Geçtiğimiz hafta pek çok kişi bana, şiddete başvurmayan halk hareketlerinin başarılı olmaya başladığını nasıl ölçebileceğimizi sordu. Genel olarak, geçtiğimiz yıllarda bir çok kişi bu konu üzerinde çalıştı (Gene Sharp’ın çalışmalarına dayanan kriterler ve Peter Ackerman’la Hardy Merriman’ın listeleme yaklaşımına bakılabilir). Sorulduğunda saydığım, bana ait dört kriterlik bir liste var. Bu kriterleri bir yerde toplayarak, tekrar saymak faydalı olabilir.

  1. Katılımın boyutu ve çeşitliliği. Kitle hareketlerinin başarısını genellikle büyüklükleri belirler. Bu nedenle, katılımcıların sayısındaki ve çeşitliliğindeki artış, ilgili hareketin başarıya ulaşmasındaki örtülü potansiyelin bir göstergesi olabilir. Bu husus özellikle, normalde aktivist olmayan kişiler harekete katılmaya başlamışsa ve eğer farklı sınıflar, etnik kimlikler, yaş grupları, cinsiyetler, coğrafyalar ve diğer sosyal farklılıklar temsil ediliyorsa doğrudur.
  1. Şiddet kullanmama disiplini. Statükoya ciddi bir şekilde meydan okuyan her hareket, bir noktada baskıyla karşılaşır. Hareketin, baskıya nasıl karşılık verdiği – baskıya rağmen kendi disiplinini ve düzenini koruyup koruyamaması – devamlılığının anahtar bir belirleyicisidir. Bu tür baskılara, ayaklanmalarla ve sokak kavgalarıyla cevap veren hareketler başarısız olma eğilimindedir.
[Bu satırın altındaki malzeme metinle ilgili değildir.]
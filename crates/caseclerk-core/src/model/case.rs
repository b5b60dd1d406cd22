//! Legal matters tracked by the practice.

use chrono::{DateTime, NaiveDate, Utc};
use serde::{Deserialize, Serialize};
use std::cmp::Ordering;

use super::{
    double_option, matches_search, normalize_tags, optional_text, patch_optional_text,
    required_text,
};
use crate::error::{CoreError, CoreResult};
use crate::query::SortOrder;
use crate::{CaseId, UserId};

pub const MAX_CASE_NUMBER_LEN: usize = 64;
pub const MAX_CASE_TITLE_LEN: usize = 256;
const MAX_NAME_LEN: usize = 256;

string_enum! {
    /// Lifecycle state of a case.
    pub enum CaseStatus {
        Active => "active",
        Pending => "pending",
        Closed => "closed",
        Appealed => "appealed",
        Settled => "settled",
    }
    default = Active
}

string_enum! {
    /// Ordered from least to most pressing, so `Ord` sorts by urgency.
    pub enum CasePriority {
        Low => "low",
        Medium => "medium",
        High => "high",
        Urgent => "urgent",
    }
    default = Medium
}

string_enum! {
    pub enum CaseType {
        Civil => "civil",
        Criminal => "criminal",
        Family => "family",
        Corporate => "corporate",
        Immigration => "immigration",
        PersonalInjury => "personal_injury",
        RealEstate => "real_estate",
        IntellectualProperty => "intellectual_property",
        Employment => "employment",
        Other => "other",
    }
    default = Other
}

/// A legal matter.
#[derive(Debug, Clone, PartialEq, Eq, Serialize, Deserialize)]
pub struct Case {
    pub id: CaseId,
    pub case_number: String,
    pub title: String,
    pub description: Option<String>,
    pub client_name: String,
    pub opposing_party: Option<String>,
    pub court: Option<String>,
    pub judge: Option<String>,
    pub case_type: CaseType,
    pub status: CaseStatus,
    pub priority: CasePriority,
    pub filing_date: Option<NaiveDate>,
    pub next_hearing: Option<DateTime<Utc>>,
    pub assigned_attorney: Option<String>,
    pub tags: Vec<String>,
    pub notes: Option<String>,
    pub created_by: Option<UserId>,
    pub created_at: DateTime<Utc>,
    pub updated_at: DateTime<Utc>,
}

impl Case {
    /// Builds a case from a validated form. The id is assigned by the store.
    pub fn from_form(form: NewCase, created_by: Option<UserId>, now: DateTime<Utc>) -> Self {
        Self {
            id: CaseId(0),
            case_number: form.case_number,
            title: form.title,
            description: form.description,
            client_name: form.client_name,
            opposing_party: form.opposing_party,
            court: form.court,
            judge: form.judge,
            case_type: form.case_type,
            status: form.status,
            priority: form.priority,
            filing_date: form.filing_date,
            next_hearing: form.next_hearing,
            assigned_attorney: form.assigned_attorney,
            tags: form.tags,
            notes: form.notes,
            created_by,
            created_at: now,
            updated_at: now,
        }
    }

    /// Applies a validated update.
    pub fn apply(&mut self, update: CaseUpdate, now: DateTime<Utc>) {
        if let Some(case_number) = update.case_number {
            self.case_number = case_number;
        }
        if let Some(title) = update.title {
            self.title = title;
        }
        if let Some(client_name) = update.client_name {
            self.client_name = client_name;
        }
        patch_optional_text(&mut self.description, update.description);
        patch_optional_text(&mut self.opposing_party, update.opposing_party);
        patch_optional_text(&mut self.court, update.court);
        patch_optional_text(&mut self.judge, update.judge);
        patch_optional_text(&mut self.assigned_attorney, update.assigned_attorney);
        patch_optional_text(&mut self.notes, update.notes);
        if let Some(case_type) = update.case_type {
            self.case_type = case_type;
        }
        if let Some(status) = update.status {
            self.status = status;
        }
        if let Some(priority) = update.priority {
            self.priority = priority;
        }
        if let Some(filing_date) = update.filing_date {
            self.filing_date = filing_date;
        }
        if let Some(next_hearing) = update.next_hearing {
            self.next_hearing = next_hearing;
        }
        if let Some(tags) = update.tags {
            self.tags = tags;
        }
        self.updated_at = now;
    }
}

// =============================================================================
// FORMS
// =============================================================================

/// Payload for creating a case.
#[derive(Debug, Clone, Default, Deserialize, Serialize)]
pub struct NewCase {
    pub case_number: String,
    pub title: String,
    #[serde(default)]
    pub description: Option<String>,
    pub client_name: String,
    #[serde(default)]
    pub opposing_party: Option<String>,
    #[serde(default)]
    pub court: Option<String>,
    #[serde(default)]
    pub judge: Option<String>,
    #[serde(default)]
    pub case_type: CaseType,
    #[serde(default)]
    pub status: CaseStatus,
    #[serde(default)]
    pub priority: CasePriority,
    #[serde(default)]
    pub filing_date: Option<NaiveDate>,
    #[serde(default)]
    pub next_hearing: Option<DateTime<Utc>>,
    #[serde(default)]
    pub assigned_attorney: Option<String>,
    #[serde(default)]
    pub tags: Vec<String>,
    #[serde(default)]
    pub notes: Option<String>,
}

impl NewCase {
    /// Trims and checks every field.
    pub fn normalized(self) -> CoreResult<Self> {
        Ok(Self {
            case_number: required_text("case_number", &self.case_number, MAX_CASE_NUMBER_LEN)?,
            title: required_text("title", &self.title, MAX_CASE_TITLE_LEN)?,
            description: optional_text(self.description),
            client_name: required_text("client_name", &self.client_name, MAX_NAME_LEN)?,
            opposing_party: optional_text(self.opposing_party),
            court: optional_text(self.court),
            judge: optional_text(self.judge),
            case_type: self.case_type,
            status: self.status,
            priority: self.priority,
            filing_date: self.filing_date,
            next_hearing: self.next_hearing,
            assigned_attorney: optional_text(self.assigned_attorney),
            tags: normalize_tags(self.tags),
            notes: optional_text(self.notes),
        })
    }
}

/// Partial update of a case. Absent fields are left untouched; an explicit
/// `null` clears an optional field.
#[derive(Debug, Clone, Default, Deserialize)]
pub struct CaseUpdate {
    pub case_number: Option<String>,
    pub title: Option<String>,
    pub client_name: Option<String>,
    #[serde(default, deserialize_with = "double_option::deserialize")]
    pub description: Option<Option<String>>,
    #[serde(default, deserialize_with = "double_option::deserialize")]
    pub opposing_party: Option<Option<String>>,
    #[serde(default, deserialize_with = "double_option::deserialize")]
    pub court: Option<Option<String>>,
    #[serde(default, deserialize_with = "double_option::deserialize")]
    pub judge: Option<Option<String>>,
    pub case_type: Option<CaseType>,
    pub status: Option<CaseStatus>,
    pub priority: Option<CasePriority>,
    #[serde(default, deserialize_with = "double_option::deserialize")]
    pub filing_date: Option<Option<NaiveDate>>,
    #[serde(default, deserialize_with = "double_option::deserialize")]
    pub next_hearing: Option<Option<DateTime<Utc>>>,
    #[serde(default, deserialize_with = "double_option::deserialize")]
    pub assigned_attorney: Option<Option<String>>,
    pub tags: Option<Vec<String>>,
    #[serde(default, deserialize_with = "double_option::deserialize")]
    pub notes: Option<Option<String>>,
}

impl CaseUpdate {
    pub fn normalized(mut self) -> CoreResult<Self> {
        if let Some(case_number) = &self.case_number {
            self.case_number = Some(required_text(
                "case_number",
                case_number,
                MAX_CASE_NUMBER_LEN,
            )?);
        }
        if let Some(title) = &self.title {
            self.title = Some(required_text("title", title, MAX_CASE_TITLE_LEN)?);
        }
        if let Some(client_name) = &self.client_name {
            self.client_name = Some(required_text("client_name", client_name, MAX_NAME_LEN)?);
        }
        self.tags = self.tags.map(normalize_tags);
        Ok(self)
    }
}

// =============================================================================
// LISTING
// =============================================================================

/// Filters accepted by the case list.
#[derive(Debug, Clone, Default, PartialEq, Eq)]
pub struct CaseFilter {
    pub status: Option<CaseStatus>,
    pub priority: Option<CasePriority>,
    pub case_type: Option<CaseType>,
    pub assigned_attorney: Option<String>,
    pub tag: Option<String>,
    pub search: Option<String>,
}

impl CaseFilter {
    pub fn matches(&self, case: &Case) -> bool {
        if self.status.is_some_and(|s| s != case.status) {
            return false;
        }
        if self.priority.is_some_and(|p| p != case.priority) {
            return false;
        }
        if self.case_type.is_some_and(|t| t != case.case_type) {
            return false;
        }
        if let Some(attorney) = &self.assigned_attorney
            && !case
                .assigned_attorney
                .as_deref()
                .is_some_and(|a| a.eq_ignore_ascii_case(attorney.trim()))
        {
            return false;
        }
        if let Some(tag) = &self.tag
            && !case.tags.iter().any(|t| t.eq_ignore_ascii_case(tag.trim()))
        {
            return false;
        }
        if let Some(search) = &self.search {
            return matches_search(
                search,
                &[
                    Some(case.case_number.as_str()),
                    Some(case.title.as_str()),
                    Some(case.client_name.as_str()),
                    case.opposing_party.as_deref(),
                ],
            );
        }
        true
    }
}

/// Sort keys of the case list.
#[derive(Debug, Clone, Copy, PartialEq, Eq, Default)]
pub enum CaseSortKey {
    #[default]
    CreatedAt,
    UpdatedAt,
    Title,
    CaseNumber,
    FilingDate,
    Priority,
    Status,
}

impl CaseSortKey {
    pub fn parse(raw: Option<&str>) -> CoreResult<Self> {
        Ok(match raw.map(str::trim) {
            None | Some("") | Some("created_at") => Self::CreatedAt,
            Some("updated_at") => Self::UpdatedAt,
            Some("title") => Self::Title,
            Some("case_number") => Self::CaseNumber,
            Some("filing_date") => Self::FilingDate,
            Some("priority") => Self::Priority,
            Some("status") => Self::Status,
            Some(other) => {
                return Err(CoreError::validation(
                    "sort_by",
                    format!("cannot sort cases by '{}'", other),
                ));
            }
        })
    }

    /// Compares two cases; ties fall back to the id so ordering is total.
    pub fn compare(&self, a: &Case, b: &Case, order: SortOrder) -> Ordering {
        let primary = match self {
            Self::CreatedAt => a.created_at.cmp(&b.created_at),
            Self::UpdatedAt => a.updated_at.cmp(&b.updated_at),
            Self::Title => a.title.to_lowercase().cmp(&b.title.to_lowercase()),
            Self::CaseNumber => a.case_number.cmp(&b.case_number),
            Self::FilingDate => a.filing_date.cmp(&b.filing_date),
            Self::Priority => a.priority.cmp(&b.priority),
            Self::Status => a.status.as_str().cmp(b.status.as_str()),
        };
        order.apply(primary.then(a.id.cmp(&b.id)))
    }
}
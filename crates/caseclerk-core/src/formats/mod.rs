//! # Formats Module
//!
//! Serialization of a [`Snapshot`](crate::Snapshot) to bytes and back.
//!
//! This module contains:
//! - Binary snapshot format (header + postcard)
//! - JSON export/import
//!
//! Note: File I/O stays in the app layer (apps/caseclerk).
//! This module only handles format conversion (pure transformations).

mod persistence;

pub use persistence::*;
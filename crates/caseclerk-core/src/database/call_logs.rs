use chrono::{DateTime, Utc};

use super::{Database, list_sorted};
use crate::error::{CoreError, CoreResult};
use crate::model::{
    CallInsights, CallLogFilter, CallLogSortKey, CallLogUpdate, InitiateCall, NewCallLog,
};
use crate::query::{ListParams, Page, SortOrder};
use crate::{CallLog, CallLogId, CallStatus, UserId};

impl Database {
    pub fn create_call_log(
        &mut self,
        form: NewCallLog,
        created_by: Option<UserId>,
        now: DateTime<Utc>,
    ) -> CoreResult<CallLog> {
        let form = form.normalized()?;
        self.ensure_case(form.case_id)?;
        Ok(self
            .call_logs
            .insert(CallLog::from_form(form, created_by, now)))
    }

    pub fn get_call_log(&self, id: CallLogId) -> CoreResult<&CallLog> {
        self.call_logs.get(id)
    }

    pub fn update_call_log(
        &mut self,
        id: CallLogId,
        update: CallLogUpdate,
        now: DateTime<Utc>,
    ) -> CoreResult<CallLog> {
        let update = update.normalized()?;
        let current = self.call_logs.get(id)?;
        if let Some(status) = update.status {
            current.check_status_change(status)?;
        }
        if let Some(case_id) = update.case_id {
            self.ensure_case(case_id)?;
        }
        let call = self.call_logs.get_mut(id)?;
        call.apply(update, now);
        Ok(call.clone())
    }

    pub fn delete_call_log(&mut self, id: CallLogId) -> CoreResult<CallLog> {
        self.call_logs.remove(id)
    }

    pub fn list_call_logs(
        &self,
        filter: &CallLogFilter,
        params: &ListParams,
    ) -> CoreResult<Page<CallLog>> {
        let key = CallLogSortKey::parse(params.sort_by.as_deref())?;
        Ok(list_sorted(
            &self.call_logs,
            params,
            |c| filter.matches(c),
            |a, b, order| key.compare(a, b, order),
            params.order_or(SortOrder::Desc),
        ))
    }

    /// Opens a call that starts now.
    pub fn initiate_call(
        &mut self,
        request: InitiateCall,
        created_by: Option<UserId>,
        now: DateTime<Utc>,
    ) -> CoreResult<CallLog> {
        self.create_call_log(request.into_form(now), created_by, now)
    }

    pub fn end_call(
        &mut self,
        id: CallLogId,
        notes: Option<String>,
        now: DateTime<Utc>,
    ) -> CoreResult<CallLog> {
        let call = self.call_logs.get_mut(id)?;
        call.finish(notes, now)?;
        Ok(call.clone())
    }

    /// Attaches a transcript and its insights to a finished call.
    pub fn apply_call_processing(
        &mut self,
        id: CallLogId,
        transcript: String,
        insights: CallInsights,
        now: DateTime<Utc>,
    ) -> CoreResult<CallLog> {
        let call = self.call_logs.get_mut(id)?;
        if call.status != CallStatus::Completed {
            return Err(CoreError::InvalidState(format!(
                "call {} is {}, only completed calls can be processed",
                call.id, call.status
            )));
        }
        call.transcript = Some(transcript);
        call.ai_insights = Some(insights);
        call.updated_at = now;
        Ok(call.clone())
    }
}

#[cfg(test)]
mod tests {
    use super::super::test_support::*;
    use super::*;
    use crate::ai;
    use crate::CallDirection;
    use chrono::Duration;

    fn initiate() -> InitiateCall {
        InitiateCall {
            case_id: None,
            contact_name: "Jane Smith".to_string(),
            phone_number: "+1 (555) 010-0199".to_string(),
            direction: CallDirection::Inbound,
            participants: Vec::new(),
        }
    }

    #[test]
    fn call_lifecycle() {
        let mut db = Database::new();
        let call = db.initiate_call(initiate(), None, t0()).unwrap();
        assert_eq!(call.status, CallStatus::InProgress);
        assert_eq!(call.started_at, Some(t0()));

        let err = db
            .apply_call_processing(call.id, String::new(), ai::call_insights(""), t0())
            .unwrap_err();
        assert!(matches!(err, CoreError::InvalidState(_)));

        let later = t0() + Duration::seconds(95);
        let ended = db
            .end_call(call.id, Some("Client agreed to settle".to_string()), later)
            .unwrap();
        assert_eq!(ended.status, CallStatus::Completed);
        assert_eq!(ended.duration_seconds, Some(95));
        assert_eq!(ended.notes.as_deref(), Some("Client agreed to settle"));

        let transcript = ai::transcribe_audio("call.wav", 160_000);
        let insights = ai::call_insights(&transcript.text);
        let processed = db
            .apply_call_processing(call.id, transcript.text, insights, later)
            .unwrap();
        assert!(processed.transcript.is_some());
        assert!(processed.ai_insights.is_some());
    }

    #[test]
    fn ending_twice_is_an_invalid_state() {
        let mut db = Database::new();
        let call = db.initiate_call(initiate(), None, t0()).unwrap();
        db.end_call(call.id, None, t0()).unwrap();
        assert!(matches!(
            db.end_call(call.id, None, t0()),
            Err(CoreError::InvalidState(_))
        ));
    }

    #[test]
    fn bad_phone_number_is_rejected() {
        let mut db = Database::new();
        let mut request = initiate();
        request.phone_number = "call me".to_string();
        assert!(db.initiate_call(request, None, t0()).is_err());
    }

    #[test]
    fn update_checks_case_reference() {
        let (mut db, case) = with_case("CV-1");
        let call = db.initiate_call(initiate(), None, t0()).unwrap();
        let link = CallLogUpdate {
            case_id: Some(Some(case.id)),
            ..CallLogUpdate::default()
        };
        assert_eq!(
            db.update_call_log(call.id, link, t0()).unwrap().case_id,
            Some(case.id)
        );
        let dangling = CallLogUpdate {
            case_id: Some(Some(crate::CaseId(99))),
            ..CallLogUpdate::default()
        };
        assert!(db.update_call_log(call.id, dangling, t0()).is_err());
    }

    #[test]
    fn update_cannot_complete_or_reopen_a_call() {
        let mut db = Database::new();
        let call = db.initiate_call(initiate(), None, t0()).unwrap();
        let complete = CallLogUpdate {
            status: Some(CallStatus::Completed),
            ..CallLogUpdate::default()
        };
        let err = db.update_call_log(call.id, complete, t0()).unwrap_err();
        assert!(matches!(err, CoreError::InvalidState(_)));
        assert_eq!(db.get_call_log(call.id).unwrap().status, CallStatus::InProgress);

        db.end_call(call.id, None, t0()).unwrap();
        let reopen = CallLogUpdate {
            status: Some(CallStatus::InProgress),
            notes: Some(Some("reopened".to_string())),
            ..CallLogUpdate::default()
        };
        assert!(db.update_call_log(call.id, reopen, t0()).is_err());
        assert_eq!(db.get_call_log(call.id).unwrap().notes, None);
    }

    #[test]
    fn list_filters_by_status() {
        let mut db = Database::new();
        let open = db.initiate_call(initiate(), None, t0()).unwrap();
        let closed = db.initiate_call(initiate(), None, t0()).unwrap();
        db.end_call(closed.id, None, t0()).unwrap();

        let filter = CallLogFilter {
            status: Some(CallStatus::InProgress),
            ..CallLogFilter::default()
        };
        let page = db.list_call_logs(&filter, &ListParams::default()).unwrap();
        assert_eq!(page.items.len(), 1);
        assert_eq!(page.items[0].id, open.id);
    }
}
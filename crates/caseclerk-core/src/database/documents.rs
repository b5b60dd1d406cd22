use chrono::{DateTime, Utc};

use super::{Database, list_sorted};
use crate::ai::DocumentAnalysis;
use crate::error::{CoreError, CoreResult};
use crate::model::{
    DocumentFilter, DocumentSortKey, DocumentUpdate, MAX_DOCUMENT_BYTES, NewDocument,
};
use crate::query::{ListParams, Page, SortOrder};
use crate::{Document, DocumentId, DocumentStatus, UserId};

impl Database {
    /// Stores an upload. The bytes are kept beside the metadata.
    pub fn create_document(
        &mut self,
        form: NewDocument,
        content: Vec<u8>,
        uploaded_by: Option<UserId>,
        now: DateTime<Utc>,
    ) -> CoreResult<Document> {
        let form = form.normalized()?;
        if content.is_empty() {
            return Err(CoreError::validation("file", "uploaded file is empty"));
        }
        if content.len() as u64 > MAX_DOCUMENT_BYTES {
            return Err(CoreError::validation(
                "file",
                format!("larger than {} bytes", MAX_DOCUMENT_BYTES),
            ));
        }
        self.ensure_case(form.case_id)?;
        let document = self
            .documents
            .insert(Document::from_form(form, &content, uploaded_by, now));
        self.blobs.insert(document.id, content);
        Ok(document)
    }

    pub fn get_document(&self, id: DocumentId) -> CoreResult<&Document> {
        self.documents.get(id)
    }

    pub fn document_content(&self, id: DocumentId) -> CoreResult<&[u8]> {
        self.documents.get(id)?;
        self.blobs
            .get(&id)
            .map(Vec::as_slice)
            .ok_or_else(|| CoreError::not_found("document content", id))
    }

    pub fn update_document(
        &mut self,
        id: DocumentId,
        update: DocumentUpdate,
        now: DateTime<Utc>,
    ) -> CoreResult<Document> {
        let update = update.normalized()?;
        self.documents.get(id)?;
        if let Some(case_id) = update.case_id {
            self.ensure_case(case_id)?;
        }
        let document = self.documents.get_mut(id)?;
        document.apply(update, now);
        Ok(document.clone())
    }

    pub fn delete_document(&mut self, id: DocumentId) -> CoreResult<Document> {
        let document = self.documents.remove(id)?;
        self.blobs.remove(&id);
        Ok(document)
    }

    pub fn list_documents(
        &self,
        filter: &DocumentFilter,
        params: &ListParams,
    ) -> CoreResult<Page<Document>> {
        let key = DocumentSortKey::parse(params.sort_by.as_deref())?;
        Ok(list_sorted(
            &self.documents,
            params,
            |d| filter.matches(d),
            |a, b, order| key.compare(a, b, order),
            params.order_or(SortOrder::Desc),
        ))
    }

    pub fn set_document_status(
        &mut self,
        id: DocumentId,
        status: DocumentStatus,
        now: DateTime<Utc>,
    ) -> CoreResult<Document> {
        let document = self.documents.get_mut(id)?;
        document.status = status;
        document.updated_at = now;
        Ok(document.clone())
    }

    /// Stores the result of an analysis run and marks the document processed.
    pub fn apply_document_analysis(
        &mut self,
        id: DocumentId,
        analysis: DocumentAnalysis,
        now: DateTime<Utc>,
    ) -> CoreResult<Document> {
        let document = self.documents.get_mut(id)?;
        document.summary = Some(analysis.summary);
        document.extracted_text = Some(analysis.extracted_text);
        document.key_points = analysis.key_points;
        document.status = DocumentStatus::Processed;
        document.updated_at = now;
        Ok(document.clone())
    }
}

#[cfg(test)]
mod tests {
    use super::super::test_support::*;
    use super::*;
    use crate::ai;
    use crate::{CaseId, DocumentType};

    fn upload(case_id: Option<CaseId>, name: &str) -> NewDocument {
        NewDocument {
            case_id,
            file_name: name.to_string(),
            mime_type: "text/plain; charset=utf-8".to_string(),
            document_type: DocumentType::Brief,
            ..NewDocument::default()
        }
    }

    #[test]
    fn upload_keeps_content_and_checksum() {
        let (mut db, case) = with_case("CV-1");
        let doc = db
            .create_document(upload(Some(case.id), "brief.txt"), b"hello".to_vec(), None, t0())
            .unwrap();
        assert_eq!(doc.title, "brief.txt");
        assert_eq!(doc.mime_type, "text/plain");
        assert_eq!(doc.file_size, 5);
        assert_eq!(doc.checksum, blake3::hash(b"hello").to_hex().to_string());
        assert_eq!(db.document_content(doc.id).unwrap(), b"hello");
    }

    #[test]
    fn unknown_case_and_empty_file_are_rejected() {
        let mut db = Database::new();
        assert!(
            db.create_document(upload(Some(CaseId(7)), "a.txt"), b"x".to_vec(), None, t0())
                .is_err()
        );
        assert!(
            db.create_document(upload(None, "a.txt"), Vec::new(), None, t0())
                .is_err()
        );
        assert_eq!(db.counts().documents, 0);
    }

    #[test]
    fn disallowed_mime_type_is_rejected() {
        let mut db = Database::new();
        let mut form = upload(None, "tool.exe");
        form.mime_type = "application/x-msdownload".to_string();
        let err = db
            .create_document(form, b"MZ".to_vec(), None, t0())
            .unwrap_err();
        assert!(matches!(err, CoreError::Validation { field: "mime_type", .. }));
    }

    #[test]
    fn analysis_marks_document_processed() {
        let mut db = Database::new();
        let text = b"The defendant shall pay damages. The court will hear the motion.";
        let doc = db
            .create_document(upload(None, "memo.txt"), text.to_vec(), None, t0())
            .unwrap();
        let analysis = ai::analyze_document(&doc, db.document_content(doc.id).unwrap());
        let doc = db.apply_document_analysis(doc.id, analysis, t0()).unwrap();
        assert_eq!(doc.status, DocumentStatus::Processed);
        assert!(doc.summary.is_some());
        assert!(!doc.key_points.is_empty());
    }

    #[test]
    fn list_filters_by_case() {
        let (mut db, case) = with_case("CV-1");
        db.create_document(upload(Some(case.id), "a.txt"), b"a".to_vec(), None, t0())
            .unwrap();
        db.create_document(upload(None, "b.txt"), b"b".to_vec(), None, t0())
            .unwrap();
        let filter = DocumentFilter {
            case_id: Some(case.id),
            ..DocumentFilter::default()
        };
        let page = db.list_documents(&filter, &ListParams::default()).unwrap();
        assert_eq!(page.pagination.total, 1);
        assert_eq!(page.items[0].file_name, "a.txt");
    }

    #[test]
    fn delete_drops_content() {
        let mut db = Database::new();
        let doc = db
            .create_document(upload(None, "a.txt"), b"a".to_vec(), None, t0())
            .unwrap();
        db.delete_document(doc.id).unwrap();
        assert!(matches!(
            db.document_content(doc.id),
            Err(CoreError::NotFound { .. })
        ));
    }
}
//! # Credentials
//!
//! Argon2id password hashing. Hashes are stored in PHC string form, so the
//! cost parameters travel with each hash and old hashes keep verifying after
//! the configured cost changes.

use argon2::{Algorithm, Argon2, Params, Version};
use password_hash::rand_core::{OsRng, RngCore};
use password_hash::{PasswordHash, PasswordHasher as _, PasswordVerifier as _, SaltString};

use crate::error::{CoreError, CoreResult};

/// Argon2id with a fixed cost.
#[derive(Debug, Clone)]
pub struct PasswordHasher {
    params: Params,
}

impl Default for PasswordHasher {
    /// The argon2 crate's recommended cost.
    fn default() -> Self {
        Self {
            params: Params::default(),
        }
    }
}

impl PasswordHasher {
    /// Custom cost: memory in KiB, iterations, lanes.
    pub fn new(memory_kib: u32, iterations: u32, parallelism: u32) -> CoreResult<Self> {
        let params = Params::new(memory_kib, iterations, parallelism, None)
            .map_err(|e| CoreError::Credentials(e.to_string()))?;
        Ok(Self { params })
    }

    /// Cheapest cost argon2 accepts. Only for tests and demo seeding.
    pub fn fast() -> Self {
        Self::new(Params::MIN_M_COST, Params::MIN_T_COST, 1).unwrap_or_default()
    }

    fn argon2(&self) -> Argon2<'static> {
        Argon2::new(Algorithm::Argon2id, Version::V0x13, self.params.clone())
    }

    pub fn hash(&self, password: &str) -> CoreResult<String> {
        let salt = SaltString::generate(&mut OsRng);
        self.argon2()
            .hash_password(password.as_bytes(), &salt)
            .map(|h| h.to_string())
            .map_err(|e| CoreError::Credentials(e.to_string()))
    }

    /// True when `password` matches. A malformed hash never matches.
    pub fn verify(&self, password: &str, hash: &str) -> bool {
        match PasswordHash::new(hash) {
            Ok(parsed) => self
                .argon2()
                .verify_password(password.as_bytes(), &parsed)
                .is_ok(),
            Err(_) => false,
        }
    }
}

/// 128 random bits as lowercase hex. Used for session and token ids.
pub fn random_id() -> String {
    let mut bytes = [0u8; 16];
    OsRng.fill_bytes(&mut bytes);
    bytes.iter().map(|b| format!("{:02x}", b)).collect()
}

#[cfg(test)]
mod tests {
    use super::*;

    #[test]
    fn random_ids_are_hex_and_distinct() {
        let a = random_id();
        assert_eq!(a.len(), 32);
        assert!(a.chars().all(|c| c.is_ascii_hexdigit()));
        assert_ne!(a, random_id());
    }

    #[test]
    fn hash_then_verify() {
        let hasher = PasswordHasher::fast();
        let hash = hasher.hash("demo123").unwrap();
        assert!(hash.starts_with("$argon2id$"));
        assert!(hasher.verify("demo123", &hash));
        assert!(!hasher.verify("demo124", &hash));
    }

    #[test]
    fn salts_differ() {
        let hasher = PasswordHasher::fast();
        assert_ne!(hasher.hash("same").unwrap(), hasher.hash("same").unwrap());
    }

    #[test]
    fn malformed_hash_never_matches() {
        assert!(!PasswordHasher::fast().verify("demo123", "not-a-hash"));
    }

    #[test]
    fn hashes_verify_across_costs() {
        let hash = PasswordHasher::fast().hash("demo123").unwrap();
        let stronger = PasswordHasher::new(16, 2, 1).unwrap();
        assert!(stronger.verify("demo123", &hash));
    }

    #[test]
    fn invalid_cost_is_rejected() {
        assert!(PasswordHasher::new(0, 0, 0).is_err());
    }
}
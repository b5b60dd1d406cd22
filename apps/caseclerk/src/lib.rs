//! # CaseClerk Library
//!
//! This library exposes the CaseClerk modules for testing and integration.
//!
//! The main binary uses these modules through the `main.rs` entry point.

pub mod api;
pub mod cli;

// Re-export caseclerk_core for convenience
pub use caseclerk_core;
Ancak baskılara birlik, kararlılık ve disiplinle karşılık veren hareketler genellikle başarılı olur. Şiddet kullanmama disiplini; önceden koordinasyon sağlanmasını, eğitimi, hazırlığı ve merkezden yönetilmemeyi gerektirir ki saydıklarımız bunun ötesinde bir çok nedenle de istenilen özelliklerdir.
  1. Esnek ve yenilikçi teknikler. Kurt Shock’un çalışmaları bize, halk hareketlerinin başarılı olabilmek için bilhassa gösteriler gibi yoğun yöntemlerden; grevler ve uzak kalma gibi daha dağınık yöntemler arasında sürekli olarak tekniklerini değiştirmeleri gerektiğinden bahseder. Protestolar ve mitingler gibi tek bir yönteme fazlasıyla dayanan hareketlerin sonuçta kazanma ihtimali daha düşüktür. Dolayısıyla ben bir hareketin, birbirinden farklı şiddet içermeyen yöntemleri kullanıp kullanmadığına bakma eğilimindeyim. Daha da özelde, bir hareketin baskının yoğunlaştığı dönemlerde, uzak kalma gibi düşük riskli eylemleri benimseme becerisine bakarım.
  1. Sadakat değişimleri. Eğer ekonomik ve iş dünyası elitleri, kamu çalışanları, güvenlik güçleri, devlet medyası ve diğer elitler, hareketin rakiplerini istekli bir şekilde desteklemeye devam ediyorlarsa, kitle hareketi henüz derin ve gözlemlenebilir bir siyasi etki yapamıyordur. Ancak, eski elit destekçiler, rakibi terk etmeye başlarsa; karşı tarafı desteklemek yerine sessiz kalırsa; muhaliflere baskı uygulama emirlerini reddederse veya günlük emirleri yerine getirmekte yavaş davranırsa o zaman iş başındakiler kontrollerini kaybediyorlardır. Her ne kadar farklı sektörlerin sadakatinin değişimi önemli olsa da güvenlik güçlerinin çekilmesi, firar etmesi veya işbirliğinden kaçınması özellikle etkili olabilir.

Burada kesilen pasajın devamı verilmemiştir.